Listening to a recent incredulous reporter on NPR grill President Trump’s National Trade Council Advisor, Peter Navarro, was an object lesson on how the press and their so-called experts are blinded by conventional wisdom.  Mr. Navarro, who is known for his anti-Free Trade views, was aggressively questioned on the validity of his position when the vast majority of economists have “definitively” shown the benefits far outweigh the disadvantages.  When he pushed back and cited antidotal evidence of factories closed throughout the Midwest and the mirror image of thriving manufacturing centers overseas in China, S. Korea, Germany, Japan, etc., the reporter predictably pointed out from the consensus of economists that there are always winners and losers, but overall the benefits of Free Trade are unquestionable (settled science as it were).  Mr. Navarro’s response must have shocked the more enlightened reporter when he pointed out that most economists work off of theoretical models with limited value and haven’t analyzed the existing evidence as he has done for the last 35 years.  The U.S. with its massive chronic trade deficits has essentially transferred wealth to our trading partners at an unprecedented rate, thereby reducing American workers’ standard of living and mortgaging our country’s future with the corresponding sale of trillions of dollars of financial assets, businesses, factories and land to foreign ownership.

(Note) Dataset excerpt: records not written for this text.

//! The file manager of the admin system, on top of any [`Uploader`].
//!
//! [`format_list`] turns a directory listing into the shape the file manager front-end
//! expects. [`FileManager`] implements the operations behind its buttons.

use serde::{Deserialize, Serialize};
use std::sync::Arc;
use tokio::io::AsyncRead;
use uploadkit_core::storage::{Error, ErrorKind, File, Result, Uploader, path};

/// URL prefix the front-end puts in front of the paths it sends.
pub const DEFAULT_URL_PREFIX: &str = "/uploads/";

/// Characters that may not appear in a file or directory name.
pub const FORBIDDEN_CHARACTERS: [char; 9] = ['\\', '/', ':', '*', '?', '"', '<', '>', '|'];

/// Whether an entry is a directory or a file.
#[derive(Debug, Clone, Copy, PartialEq, Eq, Serialize, Deserialize)]
#[serde(rename_all = "lowercase")]
pub enum EntryKind {
    /// A directory.
    Dir,
    /// A regular file.
    File,
}

/// One entry as shown by the file manager.
#[derive(Debug, Clone, PartialEq, Eq, Serialize)]
pub struct FmEntry {
    /// Name of the entry.
    pub basename: String,
    /// Name of the entry.
    pub filename: String,
    /// The directory the entry is in, `""` at the root.
    pub dirname: String,
    /// Path of the entry.
    pub path: String,
    /// Lower-cased extension without the dot, `""` when there is none.
    pub extension: String,
    /// `dir` or `file`.
    #[serde(rename = "type")]
    pub kind: EntryKind,
    /// Modification time in milliseconds since the unix epoch.
    pub timestamp: i64,
    /// Size in bytes.
    pub size: u64,
}

/// A listing split into directories and files.
#[derive(Debug, Clone, Default, PartialEq, Eq, Serialize)]
pub struct Tree {
    /// The directories, in listing order.
    pub directories: Vec<FmEntry>,
    /// The files, in listing order.
    pub files: Vec<FmEntry>,
}

/// Converts a listing into the file manager's representation.
pub fn format_list(files: Vec<File>) -> Tree {
    let mut tree = Tree::default();
    for file in files {
        let full_path = path::forward_slashes(&file.full_path);
        let name = path::file_name(&full_path).to_string();
        let entry = FmEntry {
            basename: name.clone(),
            extension: if file.is_dir { String::new() } else { path::extension(&name) },
            filename: name,
            dirname: path::parent(&full_path).to_string(),
            kind: if file.is_dir { EntryKind::Dir } else { EntryKind::File },
            timestamp: file.mtime.timestamp_millis(),
            size: file.size,
            path: full_path,
        };
        match entry.kind {
            EntryKind::Dir => tree.directories.push(entry),
            EntryKind::File => tree.files.push(entry),
        }
    }
    tree
}

/// Rejects names that contain one of the [`FORBIDDEN_CHARACTERS`], or nothing at all.
pub fn validate_name(name: &str) -> Result<()> {
    if name.trim().is_empty() {
        return Err(Error::new(ErrorKind::InvalidName, "the name is empty"));
    }
    if name.contains(FORBIDDEN_CHARACTERS) {
        let listed: Vec<String> = FORBIDDEN_CHARACTERS.iter().map(char::to_string).collect();
        return Err(Error::new(ErrorKind::InvalidName, format!("the name may not contain any of {}", listed.join(" "))).context("validate", name));
    }
    Ok(())
}

// The last segment of a path as the front-end sent it.
fn leaf(raw: &str) -> &str {
    raw.trim_end_matches('/').rsplit('/').next().unwrap_or_default()
}

/// An item to delete, as sent by the front-end.
#[derive(Debug, Clone, PartialEq, Eq, Serialize, Deserialize)]
pub struct DeleteItem {
    /// The path to delete.
    pub path: String,
    /// Whether `path` is a directory or a file.
    #[serde(rename = "type")]
    pub kind: EntryKind,
}

/// Why an item could not be deleted.
#[derive(Debug, Clone, PartialEq, Eq, Serialize)]
pub struct DeleteFailure {
    /// The path as it was requested.
    pub path: String,
    /// What went wrong.
    pub error: String,
}

/// The outcome of [`FileManager::delete`].
#[derive(Debug, Clone, Default, PartialEq, Eq, Serialize)]
pub struct DeleteReport {
    /// How many items were deleted.
    pub deleted: usize,
    /// The items that were not.
    pub failures: Vec<DeleteFailure>,
}

impl DeleteReport {
    /// True when every item was deleted.
    pub fn is_complete(&self) -> bool {
        self.failures.is_empty()
    }
}

/// The file manager operations, on whatever back-end it is given.
#[derive(Debug)]
pub struct FileManager<U> {
    uploader: Arc<U>,
    url_prefix: String,
}

impl<U: Uploader> FileManager<U> {
    /// Creates a file manager on top of `uploader`.
    pub fn new(uploader: Arc<U>) -> Self {
        FileManager {
            uploader,
            url_prefix: DEFAULT_URL_PREFIX.to_string(),
        }
    }

    /// Sets the URL prefix that is stripped from incoming paths.
    pub fn url_prefix<P: Into<String>>(mut self, prefix: P) -> Self {
        self.url_prefix = prefix.into();
        self
    }

    /// The back-end in use.
    pub fn uploader(&self) -> &U {
        &self.uploader
    }

    fn strip<'a>(&self, raw: &'a str) -> &'a str {
        if self.url_prefix.is_empty() {
            return raw;
        }
        raw.strip_prefix(self.url_prefix.as_str()).unwrap_or(raw)
    }

    /// Lists `dir`.
    pub async fn tree(&self, dir: &str) -> Result<Tree> {
        Ok(format_list(self.uploader.list(self.strip(dir)).await?))
    }

    /// Stores an uploaded file named `file_name` in `dir`. Unless `overwrite` is set, an
    /// existing file is left alone and [`ErrorKind::Conflict`] is returned.
    pub async fn upload<R>(&self, dir: &str, file_name: &str, content: R, overwrite: bool) -> Result<String>
    where
        R: AsyncRead + Send + Sync + Unpin + 'static,
    {
        validate_name(file_name)?;
        let target = path::join(self.strip(dir).trim_end_matches('/'), file_name);
        if !overwrite && self.uploader.exists(&target).await? {
            return Err(Error::new(ErrorKind::Conflict, "a file with this name already exists").context("upload", &target));
        }
        self.uploader.upload(&target, content).await
    }

    /// Creates a file at `path` and describes it.
    pub async fn create_file<R>(&self, path: &str, content: R) -> Result<File>
    where
        R: AsyncRead + Send + Sync + Unpin + 'static,
    {
        let stored = self.uploader.upload(self.strip(path), content).await?;
        self.uploader.info(&stored).await
    }

    /// Replaces the content of the file at `path`.
    pub async fn update_file<R>(&self, path: &str, content: R) -> Result<String>
    where
        R: AsyncRead + Send + Sync + Unpin + 'static,
    {
        self.uploader.upload(self.strip(path), content).await
    }

    /// Creates the directory `path`.
    pub async fn create_directory(&self, path: &str) -> Result<()> {
        let path = self.strip(path);
        validate_name(leaf(path))?;
        self.uploader.mkdir(path).await
    }

    /// Renames `from` to `to`. The new name is validated like a new directory name.
    pub async fn rename(&self, from: &str, to: &str) -> Result<()> {
        let to = self.strip(to);
        validate_name(leaf(to))?;
        self.uploader.rename(self.strip(from), to).await
    }

    /// Deletes every item, directories recursively. Failures do not stop the remaining items
    /// from being deleted; they are collected in the report.
    pub async fn delete(&self, items: &[DeleteItem]) -> DeleteReport {
        let mut report = DeleteReport::default();
        for item in items {
            let path = self.strip(&item.path);
            let result = match item.kind {
                EntryKind::Dir => self.uploader.rmdir(path).await,
                EntryKind::File => self.uploader.remove(path).await,
            };
            match result {
                Ok(()) => report.deleted += 1,
                Err(e) => {
                    tracing::warn!(path = %item.path, error = %e, "could not delete");
                    report.failures.push(DeleteFailure {
                        path: item.path.clone(),
                        error: e.to_string(),
                    });
                }
            }
        }
        report
    }

    /// The content of the file at `path`.
    pub async fn download(&self, path: &str) -> Result<Vec<u8>> {
        self.uploader.content(self.strip(path)).await
    }

    /// The public URL of `path`.
    pub fn url(&self, path: &str) -> String {
        self.uploader.full_url(self.strip(path))
    }
}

Navarro’s comparison of theoretical models by undisputed experts to actual results witnessed by the rest of us not only applies to the debate on Free Trade, but also is almost identical to the raging fight over Climate Change science.  In that case the “overwhelming consensus” is that Climate Change is occurring and it is caused by manmade abuses to the environment.  Even though there is an inconvenient disagreement on the actual evidence of significant temperature change when compared to the millions of years of unrecorded history, as well as the causality by CO2 emissions, the bulk of Climate Change models show “without a doubt” the earth is at a dangerous tipping point and humans must therefore make huge adjustments in behavior if we are to avoid calamity.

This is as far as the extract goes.